Dataset records:

::::

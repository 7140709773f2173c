use std::collections::HashMap;
use std::fs::{File, OpenOptions};
use std::io::{BufReader, Write};
use std::path::{Path, PathBuf};
use std::sync::atomic::{AtomicU32, Ordering};
use std::sync::{Arc, Mutex, OnceLock};

use chrono::Local;
use flate2::{write::GzEncoder, Compression};
use fs2::FileExt;
use regex::Regex;
use serde::{Deserialize, Serialize};
use serde_json::Value;
use uuid::Uuid;

use crate::core::network::types::{get_local_timestamp, parse_env_bool};

const LOG_ROTATION_SIZE_MB: u64 = 8;
const MAX_ARCHIVES: usize = 5;
const ROTATION_CHECK_INTERVAL: u32 = 200;

#[derive(Serialize, Deserialize, Debug, Clone)]
struct LogEntry {
    timestamp: String,                  // ISO-8601 with timezone
    level: String,                      // DEBUG, ERROR, PERF, FAILOVER, KEY, ADMIN, VISION
    component: String,
    event: String,
    message: String,                    // redacted
    correlation_id: Option<String>,
    fields: HashMap<String, Value>,
}

struct RotatingLogger {
    log_path: PathBuf,
    write_count: AtomicU32,
}

impl RotatingLogger {
    fn new(log_path: PathBuf) -> Self {
        if let Some(parent) = log_path.parent() {
            let _ = std::fs::create_dir_all(parent);
        }
        Self {
            log_path,
            write_count: AtomicU32::new(0),
        }
    }

    fn append(&self, json_line: &str) -> std::io::Result<()> {
        if self.write_count.fetch_add(1, Ordering::Relaxed) % ROTATION_CHECK_INTERVAL == 0 {
            let _ = self.rotate_if_needed();
        }
        let mut file = OpenOptions::new()
            .create(true)
            .append(true)
            .open(&self.log_path)?;
        writeln!(file, "{}", json_line)
    }

    fn oversized(&self) -> bool {
        std::fs::metadata(&self.log_path)
            .map(|m| m.len() >= LOG_ROTATION_SIZE_MB * 1024 * 1024)
            .unwrap_or(false)
    }

    fn rotate_if_needed(&self) -> std::io::Result<()> {
        if !self.oversized() {
            return Ok(());
        }

        // Another process may be rotating the same file
        let lock_path = self.log_path.with_extension("lock");
        let lock_file = OpenOptions::new().create(true).write(true).open(&lock_path)?;
        if lock_file.try_lock_exclusive().is_err() {
            return Ok(());
        }

        let result = if self.oversized() { self.archive() } else { Ok(()) };
        let _ = std::fs::remove_file(&lock_path);
        result
    }

    fn stem_and_dir(&self) -> Option<(String, &Path)> {
        let stem = self.log_path.file_stem()?.to_str()?.to_string();
        let dir = self.log_path.parent()?;
        Some((stem, dir))
    }

    fn archive(&self) -> std::io::Result<()> {
        let Some((stem, dir)) = self.stem_and_dir() else {
            return Ok(());
        };
        let archive_path = dir.join(format!("{}.{}.gz", stem, Local::now().format("%Y%m%d_%H%M%S")));

        let rotating_path = self.log_path.with_extension("rotating");
        std::fs::rename(&self.log_path, &rotating_path)?;

        let mut encoder = GzEncoder::new(File::create(&archive_path)?, Compression::default());
        std::io::copy(&mut BufReader::new(File::open(&rotating_path)?), &mut encoder)?;
        encoder.finish()?;
        std::fs::remove_file(&rotating_path)?;

        let _ = prune_archives(dir, &stem);
        Ok(())
    }
}

fn prune_archives(dir: &Path, stem: &str) -> std::io::Result<()> {
    let prefix = format!("{}.", stem);
    let mut archives = Vec::new();
    for entry in std::fs::read_dir(dir)? {
        let entry = entry?;
        let name = entry.file_name().to_string_lossy().to_string();
        if name.starts_with(&prefix) && name.ends_with(".gz") {
            archives.push((entry.path(), entry.metadata()?.modified()?));
        }
    }
    archives.sort_by_key(|(_, modified)| *modified);
    let excess = archives.len().saturating_sub(MAX_ARCHIVES);
    for (path, _) in archives.iter().take(excess) {
        let _ = std::fs::remove_file(path);
    }
    Ok(())
}

/// JSON Lines debug logger for the failover client
///
/// Disabled unless `KIMAAKA_DEBUG` is set. Messages go through redaction
/// before they are written: bearer tokens, passwords and API keys (including
/// the `key=` query parameter of the vision endpoint) never reach the file.
pub struct EnhancedDebugLogger {
    enabled: bool,
    rotating_logger: Option<Arc<Mutex<RotatingLogger>>>,
    session_id: String,
    redaction_patterns: Vec<Regex>,
}

impl Default for EnhancedDebugLogger {
    fn default() -> Self {
        Self::new()
    }
}

impl EnhancedDebugLogger {
    pub fn new() -> Self {
        let enabled = parse_env_bool("KIMAAKA_DEBUG");
        let session_id = Uuid::new_v4().to_string()[..8].to_string();
        let rotating_logger = if enabled {
            Some(Arc::new(Mutex::new(RotatingLogger::new(Self::get_log_path()))))
        } else {
            None
        };

        Self {
            enabled,
            rotating_logger,
            session_id,
            redaction_patterns: Self::compile_redaction_patterns(),
        }
    }

    fn get_log_path() -> PathBuf {
        dirs::home_dir()
            .unwrap_or_else(|| PathBuf::from("."))
            .join(".kimaaka")
            .join("kimaaka-debug.log")
    }

    fn compile_redaction_patterns() -> Vec<Regex> {
        [
            r"(?i)authorization[:\s]+(bearer\s+)?[^\s\n]+",
            r"(?i)bearer[:\s]+[^\s\n]+",
            r"(?i)token[:\s]+[^\s\n]+",
            r"(?i)password[:\s]+[^\s\n]+",
            r"(?i)api[_-]?key[:\s]+[^\s\n]+",
            r"(?i)secret[:\s]+[^\s\n]+",
            r"([?&])key=[^&\s]+",
        ]
        .iter()
        .filter_map(|pattern| Regex::new(pattern).ok())
        .collect()
    }

    pub fn redact_sensitive_data(&self, text: &str) -> String {
        let mut redacted = text.to_string();
        for regex in &self.redaction_patterns {
            redacted = regex.replace_all(&redacted, "[REDACTED]").to_string();
        }

        // Bare long tokens
        if redacted.len() > 100
            && !redacted.contains(' ')
            && redacted.chars().all(|c| c.is_ascii_alphanumeric() || "-_".contains(c))
        {
            redacted = format!("[REDACTED_LONG_STRING_{}chars]", redacted.len());
        }
        redacted
    }

    fn log_sync(
        &self,
        level: &str,
        component: &str,
        event: &str,
        message: &str,
        correlation_id: Option<String>,
        fields: HashMap<String, Value>,
    ) {
        if !self.enabled {
            return;
        }

        let entry = LogEntry {
            timestamp: get_local_timestamp(),
            level: level.to_string(),
            component: component.to_string(),
            event: event.to_string(),
            message: self.redact_sensitive_data(message),
            correlation_id: correlation_id.or_else(|| Some(self.session_id.clone())),
            fields,
        };

        if let Some(logger) = &self.rotating_logger {
            if let (Ok(logger), Ok(line)) = (logger.lock(), serde_json::to_string(&entry)) {
                let _ = logger.append(&line);
            }
        }
    }

    pub fn debug_sync(&self, component: &str, event: &str, message: &str) {
        self.log_sync("DEBUG", component, event, message, None, HashMap::new());
    }

    pub fn error_sync(&self, component: &str, event: &str, message: &str) {
        self.log_sync("ERROR", component, event, message, None, HashMap::new());
    }

    pub fn performance_sync(&self, component: &str, operation: &str, duration_ms: u64) {
        let mut fields = HashMap::new();
        fields.insert("duration_ms".to_string(), Value::from(duration_ms));
        self.log_sync("PERF", component, "operation_complete", operation, None, fields);
    }

    // Failover events

    pub fn server_probe_start(&self, base_url: &str, timeout_ms: u32, correlation_id: String) {
        let mut fields = HashMap::new();
        fields.insert("server".to_string(), Value::from(base_url));
        fields.insert("timeout_ms".to_string(), Value::from(timeout_ms));
        self.log_sync(
            "FAILOVER",
            "HealthProbe",
            "probe_start",
            &format!("Probing {} ({}ms)", base_url, timeout_ms),
            Some(correlation_id),
            fields,
        );
    }

    pub fn server_probe_end(
        &self,
        base_url: &str,
        healthy: bool,
        http_status: Option<u16>,
        duration_ms: u64,
        correlation_id: String,
    ) {
        let mut fields = HashMap::new();
        fields.insert("server".to_string(), Value::from(base_url));
        fields.insert("healthy".to_string(), Value::from(healthy));
        fields.insert("duration_ms".to_string(), Value::from(duration_ms));
        if let Some(code) = http_status {
            fields.insert("http_status".to_string(), Value::from(code));
        }
        self.log_sync(
            "FAILOVER",
            "HealthProbe",
            "probe_end",
            &format!(
                "{} is {} ({}ms)",
                base_url,
                if healthy { "healthy" } else { "unhealthy" },
                duration_ms
            ),
            Some(correlation_id),
            fields,
        );
    }

    pub fn server_quarantined(&self, base_url: &str, quarantined: usize, total: usize) {
        let mut fields = HashMap::new();
        fields.insert("server".to_string(), Value::from(base_url));
        fields.insert("quarantined".to_string(), Value::from(quarantined));
        fields.insert("total".to_string(), Value::from(total));
        self.log_sync(
            "FAILOVER",
            "QuarantineSet",
            "server_quarantined",
            &format!("Marked server as failed: {} ({}/{})", base_url, quarantined, total),
            None,
            fields,
        );
    }

    pub fn quarantine_reset(&self, reason: &str, cleared: usize) {
        let mut fields = HashMap::new();
        fields.insert("reason".to_string(), Value::from(reason));
        fields.insert("cleared".to_string(), Value::from(cleared));
        self.log_sync(
            "FAILOVER",
            "QuarantineSet",
            "quarantine_reset",
            &format!("Quarantine cleared ({}): {} server(s) eligible again", reason, cleared),
            None,
            fields,
        );
    }

    pub fn sticky_changed(&self, base_url: Option<&str>) {
        let mut fields = HashMap::new();
        fields.insert(
            "server".to_string(),
            base_url.map(Value::from).unwrap_or(Value::Null),
        );
        let message = match base_url {
            Some(url) => format!("Sticky server set to {}", url),
            None => "Sticky server cleared".to_string(),
        };
        self.log_sync("FAILOVER", "FailoverContext", "sticky_changed", &message, None, fields);
    }

    pub fn operation_attempt(&self, attempt: usize, max_attempts: usize, base_url: &str, outcome: &str) {
        let mut fields = HashMap::new();
        fields.insert("attempt".to_string(), Value::from(attempt));
        fields.insert("max_attempts".to_string(), Value::from(max_attempts));
        fields.insert("server".to_string(), Value::from(base_url));
        fields.insert("outcome".to_string(), Value::from(outcome));
        self.log_sync(
            "FAILOVER",
            "OperationRunner",
            "operation_attempt",
            &format!("Attempt {}/{} on {}: {}", attempt, max_attempts, base_url, outcome),
            None,
            fields,
        );
    }

    // Key cache events

    pub fn key_cache_event(&self, event: &str, age_ms: Option<i64>) {
        let mut fields = HashMap::new();
        if let Some(age) = age_ms {
            fields.insert("age_ms".to_string(), Value::from(age));
        }
        self.log_sync("KEY", "KeyCache", event, &format!("Key cache {}", event), None, fields);
    }

    // Admin events

    pub fn aggregation_summary(&self, responders: usize, unauthorized: usize, failed: usize) {
        let mut fields = HashMap::new();
        fields.insert("responders".to_string(), Value::from(responders));
        fields.insert("unauthorized".to_string(), Value::from(unauthorized));
        fields.insert("failed".to_string(), Value::from(failed));
        self.log_sync(
            "ADMIN",
            "AdminAggregator",
            "aggregation_complete",
            &format!(
                "Stats aggregated from {} server(s); {} unauthorized, {} failed",
                responders, unauthorized, failed
            ),
            None,
            fields,
        );
    }

    pub fn vision_outcome(&self, model: &str, outcome: &str, duration_ms: u64) {
        let mut fields = HashMap::new();
        fields.insert("model".to_string(), Value::from(model));
        fields.insert("outcome".to_string(), Value::from(outcome));
        fields.insert("duration_ms".to_string(), Value::from(duration_ms));
        self.log_sync(
            "VISION",
            "VisionClient",
            "generate_complete",
            &format!("{} responded: {} ({}ms)", model, outcome, duration_ms),
            None,
            fields,
        );
    }

    pub fn is_enabled(&self) -> bool {
        self.enabled
    }

    pub fn get_session_id(&self) -> &str {
        &self.session_id
    }
}

static DEBUG_LOGGER: OnceLock<EnhancedDebugLogger> = OnceLock::new();

/// Process-wide logger, configured from the environment on first use
pub fn get_debug_logger() -> &'static EnhancedDebugLogger {
    DEBUG_LOGGER.get_or_init(EnhancedDebugLogger::new)
}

::::

Work item: Look through the entries above, and wherever a line holds the string "LogEntry", copy it.

Solution for this exercise:
struct LogEntry {
        let entry = LogEntry {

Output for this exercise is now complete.